Alors au sommet de sa gloire (il allait recevoir le 1er Nobel de littérature, le 10 décembre suivant), l'accusateur ne tarderait pas à rejoindre l'accusé dans les oubliettes de l'histoire littéraire ! Sans doute, celui-ci n'était-il guère taillé pour la postérité... mais les « facilités » qui lui sont reprochées se trouvent en abondance chez Rimbaud, Laforgue, Apollinaire : tous coupables ? - C'est, sans doute, que la facilité a gagné ? Rimbaud, Laforgue, facilité ! Apollinaire (surtout les « calligrammes »), facilité ! « vers libres », facilité ! « poème en prose », facilité ! On a tellement entendu ça ! Et, plus récemment : « poésie sonore », facilité ! « performance », facilité ! - L'argument est un peu court, et... facile ! C'est, pourtant, ce que claironne le décliniste Roubaud...
Dans tous les cas, l'ostracisme se soutient de la sacralisation a posteriori d'un état antérieur de l'évolution poétique, décrété « stable, définitif », mais dans les faits, déjà largement contesté, voire débordé - l'alexandrin parnassien pour Prudhomme, pour Roubaud on ne sait quoi qui oscille entre le « vers compté-rimé traditionnel » en particulier et la « poésie écrite » ou « le livre » en général -, à l'aune duquel le moindre écart sera tenu a priori pour une profanation. Or, il faut rappeler ici combien humblement naquit ce qui devint ensuite ce fameux « vers compté-rimé traditionnel » dans lequel tous deux et tant d'autres virent et voient quelquefois encore le nec plus ultra de la perfection poétique : quel appauvrissement il représente, par rapport aux savantes métriques héritées de l'antiquité païenne, que les clercs des premiers siècles chrétiens et médiévaux durent abandonner, afin de doter la liturgie de pièces que la communauté des fidèles, le plus souvent illettrés et, a fortiori, ignorant le latin, pût cependant chanter ou psalmodier à l'unisson.

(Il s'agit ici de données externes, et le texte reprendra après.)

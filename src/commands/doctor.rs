// Copyright (c) AlphaVelocity.
// All rights reserved.
//
// This source code is licensed under the license found in the
// LICENSE file in the root directory of this source tree.

use crate::store::parse_stored_decimal;
use crate::utils::{current_user, fmt_amount, pretty_table};
use anyhow::Result;
use rusqlite::{Connection, params};
use rust_decimal::Decimal;

#[derive(Debug, Clone, PartialEq)]
pub struct BalanceDrift {
    pub account: String,
    pub stored: Decimal,
    pub posted: Decimal,
}

pub fn handle(conn: &Connection) -> Result<()> {
    let user_id = current_user(conn)?;
    let mut rows = Vec::new();

    // 1) Stored balance differs from the sum of posted transactions
    for d in balance_drift(conn, user_id)? {
        rows.push(vec![
            "balance_drift".into(),
            format!(
                "{}: stored {} vs posted {}",
                d.account,
                fmt_amount(&d.stored),
                fmt_amount(&d.posted)
            ),
        ]);
    }

    // 2) Amount sign disagrees with the operation kind
    let mut stmt = conn.prepare(
        "SELECT id, amount, kind FROM transactions WHERE user_id=?1 ORDER BY id",
    )?;
    let mut cur = stmt.query(params![user_id])?;
    while let Some(r) = cur.next()? {
        let id: i64 = r.get(0)?;
        let raw: String = r.get(1)?;
        let kind: String = r.get(2)?;
        let amount = parse_stored_decimal(&raw, "transaction", id)?;
        let bad = match kind.as_str() {
            "income" => amount.is_sign_negative() && !amount.is_zero(),
            _ => amount.is_sign_positive() && !amount.is_zero(),
        };
        if bad {
            rows.push(vec!["sign_mismatch".into(), format!("#{} {} {}", id, kind, raw)]);
        }
    }

    if rows.is_empty() {
        println!("✅ doctor: no issues found");
    } else {
        println!("{}", pretty_table(&["Issue", "Detail"], rows));
    }
    Ok(())
}

/// Accounts whose stored balance is not the sum of their transactions.
pub fn balance_drift(conn: &Connection, user_id: i64) -> Result<Vec<BalanceDrift>> {
    let mut stmt = conn.prepare(
        "SELECT a.id, a.name, a.balance
         FROM accounts a JOIN account_types at ON at.id=a.account_type_id
         WHERE at.user_id=?1 ORDER BY a.name",
    )?;
    let accounts = stmt.query_map(params![user_id], |r| {
        Ok((
            r.get::<_, i64>(0)?,
            r.get::<_, String>(1)?,
            r.get::<_, String>(2)?,
        ))
    })?;
    let mut amounts = conn.prepare("SELECT id, amount FROM transactions WHERE account_id=?1")?;

    let mut drift = Vec::new();
    for acct in accounts {
        let (id, name, raw_balance) = acct?;
        let stored = parse_stored_decimal(&raw_balance, "account", id)?;
        let mut posted = Decimal::ZERO;
        let mut cur = amounts.query(params![id])?;
        while let Some(r) = cur.next()? {
            let tx_id: i64 = r.get(0)?;
            let raw: String = r.get(1)?;
            posted += parse_stored_decimal(&raw, "transaction", tx_id)?;
        }
        if stored != posted {
            drift.push(BalanceDrift {
                account: name,
                stored,
                posted,
            });
        }
    }
    Ok(drift)
}
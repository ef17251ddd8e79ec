// Copyright (c) AlphaVelocity.
// All rights reserved.
//
// This source code is licensed under the license found in the
// LICENSE file in the root directory of this source tree.

use crate::models::OperationKind;
use crate::utils::{current_user, id_for_category, pretty_table};
use anyhow::{Result, anyhow};
use rusqlite::{Connection, params};

pub fn handle(conn: &Connection, m: &clap::ArgMatches) -> Result<()> {
    let user_id = current_user(conn)?;
    match m.subcommand() {
        Some(("add", sub)) => {
            let name = sub.get_one::<String>("name").unwrap().trim();
            let kind = parse_kind(sub.get_one::<String>("kind").unwrap())?;
            if name.is_empty() {
                return Err(anyhow!("Category name cannot be empty"));
            }
            conn.execute(
                "INSERT INTO categories(user_id, name, kind) VALUES (?1, ?2, ?3)",
                params![user_id, name, kind],
            )?;
            println!("Added {} category '{}'", kind, name);
        }
        Some(("list", sub)) => {
            let kind = sub
                .get_one::<String>("kind")
                .map(|k| parse_kind(k))
                .transpose()?;
            let mut stmt = conn.prepare(
                "SELECT name, kind FROM categories
                 WHERE user_id=?1 AND (?2 IS NULL OR kind=?2)
                 ORDER BY kind, name",
            )?;
            let rows = stmt.query_map(params![user_id, kind], |r| {
                Ok((r.get::<_, String>(0)?, r.get::<_, OperationKind>(1)?))
            })?;
            let mut data = Vec::new();
            for row in rows {
                let (name, kind) = row?;
                data.push(vec![name, kind.to_string()]);
            }
            println!("{}", pretty_table(&["Category", "Kind"], data));
        }
        Some(("rename", sub)) => {
            let name = sub.get_one::<String>("name").unwrap();
            let to = sub.get_one::<String>("to").unwrap().trim();
            let id = id_for_category(conn, user_id, name)?;
            conn.execute("UPDATE categories SET name=?1 WHERE id=?2", params![to, id])?;
            println!("Renamed category '{}' to '{}'", name.trim(), to);
        }
        Some(("rm", sub)) => {
            let name = sub.get_one::<String>("name").unwrap();
            let id = id_for_category(conn, user_id, name)?;
            let in_use: i64 = conn.query_row(
                "SELECT COUNT(*) FROM transactions WHERE category_id=?1",
                params![id],
                |r| r.get(0),
            )?;
            if in_use > 0 {
                return Err(anyhow!(
                    "Category '{}' is used by {} transaction(s)",
                    name.trim(),
                    in_use
                ));
            }
            conn.execute("DELETE FROM categories WHERE id=?1", params![id])?;
            println!("Removed category '{}'", name.trim());
        }
        _ => {}
    }
    Ok(())
}

pub fn parse_kind(s: &str) -> Result<OperationKind> {
    s.parse::<OperationKind>().map_err(|e| anyhow!(e))
}
// Copyright (c) 2025 Soumyadip Sarkar.
// All rights reserved.
//
// This source code is licensed under the license found in the
// LICENSE file in the root directory of this source tree.

use crate::identity::{end_session, find_user, start_session};
use crate::utils::current_user;
use anyhow::{Result, anyhow};
use rusqlite::{Connection, params};

pub fn handle(conn: &Connection, m: &clap::ArgMatches) -> Result<()> {
    match m.subcommand() {
        Some(("add", sub)) => {
            let email = normalize_email(sub.get_one::<String>("email").unwrap())?;
            let tx = conn.unchecked_transaction()?;
            tx.execute("INSERT INTO users(email) VALUES (?1)", params![email])?;
            let id = tx.last_insert_rowid();
            seed_defaults(&tx, id)?;
            tx.commit()?;
            println!("Added user '{}'", email);
        }
        Some(("login", sub)) => {
            let email = normalize_email(sub.get_one::<String>("email").unwrap())?;
            let user = find_user(conn, &email)?;
            start_session(conn, user.id)?;
            println!("Logged in as {}", user.email);
        }
        Some(("logout", _)) => {
            end_session(conn)?;
            println!("Logged out");
        }
        Some(("whoami", _)) => {
            let id = current_user(conn)?;
            let email: String =
                conn.query_row("SELECT email FROM users WHERE id=?1", params![id], |r| {
                    r.get(0)
                })?;
            println!("{}", email);
        }
        _ => {}
    }
    Ok(())
}

fn normalize_email(raw: &str) -> Result<String> {
    let email = raw.trim().to_lowercase();
    if email.is_empty() || !email.contains('@') {
        return Err(anyhow!("Invalid email '{}'", raw.trim()));
    }
    Ok(email)
}

/// New users start with one account type and a couple of categories so the
/// first `tx add` works without setup.
pub fn seed_defaults(conn: &Connection, user_id: i64) -> Result<()> {
    conn.execute(
        "INSERT INTO account_types(user_id, name, position) VALUES (?1, 'Cash', 1)",
        params![user_id],
    )?;
    conn.execute(
        "INSERT INTO categories(user_id, name, kind) VALUES (?1, 'Salary', 'income'), (?1, 'General', 'expense')",
        params![user_id],
    )?;
    Ok(())
}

Une syllabe = un temps, et... « une sonnerie à la fin », ironisait Tristan Tzara. - Comme le slam, peut-être ? - Non, je rigole... Appauvrissement créateur, certes, et cela pour des siècles - mais appauvrissement : facilité, déjà !

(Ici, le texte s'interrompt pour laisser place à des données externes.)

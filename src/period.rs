// Copyright (c) 2025 Soumyadip Sarkar.
// All rights reserved.
//
// This source code is licensed under the license found in the
// LICENSE file in the root directory of this source tree.

//! Reporting windows: one calendar month, or one calendar year, with
//! inclusive bounds on both ends.

use chrono::{Datelike, Days, Local, Months, NaiveDate};
use serde::Serialize;

/// Years at or below this are treated as "not given".
const UNSET_YEAR: i32 = 1900;

#[derive(Debug, Clone, Copy, PartialEq, Eq, Serialize)]
pub struct MonthRef {
    pub month: u32,
    pub year: i32,
}

impl MonthRef {
    fn of(date: NaiveDate) -> Self {
        MonthRef {
            month: date.month(),
            year: date.year(),
        }
    }
}

#[derive(Debug, Clone, Copy, PartialEq, Eq, Serialize)]
pub struct PeriodWindow {
    pub start: NaiveDate,
    pub end: NaiveDate,
}

impl PeriodWindow {
    /// Window for (month, year) using today's local date as the fallback.
    pub fn resolve(month: u32, year: i32) -> Self {
        Self::resolve_at(month, year, Local::now().date_naive())
    }

    /// Month window for (month, year). An out-of-range month or an unset
    /// year falls back to the month containing `today`.
    pub fn resolve_at(month: u32, year: i32, today: NaiveDate) -> Self {
        let start = if (1..=12).contains(&month) && year > UNSET_YEAR {
            NaiveDate::from_ymd_opt(year, month, 1).unwrap_or_else(|| first_of_month(today))
        } else {
            first_of_month(today)
        };
        PeriodWindow {
            start,
            end: last_of_month(start),
        }
    }

    /// January 1st through December 31st of `year`.
    pub fn calendar_year(year: i32) -> Self {
        let start = NaiveDate::from_ymd_opt(year, 1, 1).unwrap_or(NaiveDate::MIN);
        let end = NaiveDate::from_ymd_opt(year, 12, 31).unwrap_or(NaiveDate::MAX);
        PeriodWindow { start, end }
    }

    pub fn contains(&self, date: NaiveDate) -> bool {
        self.start <= date && date <= self.end
    }

    /// Number of days covered, both bounds included.
    pub fn days(&self) -> i64 {
        (self.end - self.start).num_days() + 1
    }

    pub fn month_ref(&self) -> MonthRef {
        MonthRef::of(self.start)
    }

    pub fn previous(&self) -> MonthRef {
        MonthRef::of(
            self.start
                .checked_sub_months(Months::new(1))
                .unwrap_or(self.start),
        )
    }

    pub fn next(&self) -> MonthRef {
        MonthRef::of(
            self.start
                .checked_add_months(Months::new(1))
                .unwrap_or(self.start),
        )
    }

    /// 1-based week ordinal of `date`, counted in 7-day chunks from `start`.
    pub fn week_of(&self, date: NaiveDate) -> u32 {
        ((date - self.start).num_days().max(0) / 7 + 1) as u32
    }

    pub fn week_count(&self) -> u32 {
        ((self.days() + 6) / 7) as u32
    }

    /// Bounds of week `week`; the last week is clipped to `end`.
    pub fn week_bounds(&self, week: u32) -> (NaiveDate, NaiveDate) {
        let offset = u64::from(week.saturating_sub(1)) * 7;
        let start = self
            .start
            .checked_add_days(Days::new(offset))
            .unwrap_or(self.end);
        let end = start
            .checked_add_days(Days::new(6))
            .map_or(self.end, |d| d.min(self.end));
        (start, end)
    }
}

/// Resolves a report year; an unset year means the current one.
pub fn resolve_year(year: i32, today: NaiveDate) -> i32 {
    if year > UNSET_YEAR { year } else { today.year() }
}

pub fn first_of_month(date: NaiveDate) -> NaiveDate {
    date.with_day(1).unwrap_or(date)
}

pub fn last_of_month(date: NaiveDate) -> NaiveDate {
    first_of_month(date)
        .checked_add_months(Months::new(1))
        .and_then(|d| d.pred_opt())
        .unwrap_or(date)
}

Naturellement, il ne s'en prend pas explicitement à Rimbaud - bien que le petit mauvais génie de Charleville eût à lui seul infligé tous les outrages au sacro-saint vers-compté rimé traditionnel (VCRT ?) et à tant d'autres belles choses si indispensables à la poésie (et l'auteur, jadis, de La vieillesse d'Alexandre ne saurait l'ignorer) -, pas plus qu'il ne désigne nommément ceux qu'il accuse d'en avoir fait autant - ou, s'il est possible, plus ! - au Vers lui-même (?), à la poésie écrite, voire - par une série de métonymiques glissades telles qu'on souhaiterait ne plus en lire - à la Poésie.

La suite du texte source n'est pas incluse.